Good luck in your new job. As a retiree from the Government I can say you made an excellent choice.

----------


## soonerken

A.T.--

I found your post thru google also.  Thanks for bringing us up to date on your career.  Best of luck, we always enjoyed your work.

Now, can you tell us what happened to Kate Godwin?  She's not on the channel 5 lineup on their website but her bio is still on there.

----------


## atutt

lol! Yes, she's moved on. Funny that her bio is still up, she left before me! She now lives in Grand Junction CO anchoring morning news. Kate, Mike, and Sophia (the baby) literally live right across the street from her parents, so they are enjoying the free babysitting. Colorado is home for her. Her husband Mike has family in San Antonio. Last I heard, all were doing well.

----------


## soonerken

A.T.:  Thanks for the update.  Now, if you can just do something about this darn wind......

----------


## kristae

Aaron I know you have heard this ALOT over the past few months but I wanted to say you are missed and I am extremely glad to hear you are happy. 

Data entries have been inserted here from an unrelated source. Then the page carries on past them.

impl RecordCodec for Retrospective {
    fn from_record(record: &RawRecord<'_>) -> Self {
        let mut retro = Retrospective::new(record.title);
        retro.date = record.attr_string("date");
        if let Some(status) = record.attr_string("status") {
            retro.status = status;
        }
        let parts = subsections(&record.body);
        retro.continue_items = bullets_under(&parts, "Continue");
        retro.stop_items = bullets_under(&parts, "Stop");
        retro.start_items = bullets_under(&parts, "Start");
        retro
    }

    fn title(&self) -> String {
        self.title.clone()
    }

    fn attrs(&self) -> AttrWriter {
        AttrWriter::new()
            .opt("date", self.date.as_deref())
            .field("status", &self.status)
    }

    fn body(&self) -> String {
        render_lists(&[
            ("Continue", &self.continue_items),
            ("Stop", &self.stop_items),
            ("Start", &self.start_items),
        ])
    }
}

impl RecordCodec for StickyNote {
    fn from_record(record: &RawRecord<'_>) -> Self {
        let body = record.body_text();
        let content = if body.is_empty() && record.title != "Sticky note" {
            record.title.to_string()
        } else {
            body
        };
        let mut note = StickyNote::new(content);
        if let Some(color) = record.attr_string("color") {
            note.color = color;
        }
        note.position = parse_position(record.attr("position"));
        note.size = record.attr("size").map(|raw| {
            let fields = parse_object(raw);
            Size {
                width: parse_i64(lookup(&fields, "width")).unwrap_or(0),
                height: parse_i64(lookup(&fields, "height")).unwrap_or(0),
            }
        });
        note
    }

    fn title(&self) -> String {
        "Sticky note".to_string()
    }

    fn attrs(&self) -> AttrWriter {
        let writer = AttrWriter::new()
            .field("color", &self.color)
            .raw("position", render_position(self.position));
        match self.size {
            Some(size) => writer.object(
                "size",
                &[
                    ("width", size.width.to_string()),
                    ("height", size.height.to_string()),
                ],
            ),
            None => writer,
        }
    }

    fn body(&self) -> String {
        self.content.clone()
    }
}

I started watching you in high school down in College Station when you were with Bob French. I went to school with his son Phillip. If i remember correctly I think your wife even worked with my mother at, then, Cable Time Media.(That six degrees of seperation really works!!) Anyways I wanted to say great job and no matter where I was.. College Station or here in New Castle you were the one I always turned to. Good luck with your classes and you career   :Smile:

----------


## atutt

Wow, really small world! I just visited with Bob this past fall. It was good seeing him again. Phillip is doing well and is married. My girlfriend at the time did work with Cable Time, so you are partially correct! ;-)  I met my wife here in OKC. There is a female anchor down at KBTX who used to watch me when she was in high school. Boy that makes me feel old, lol!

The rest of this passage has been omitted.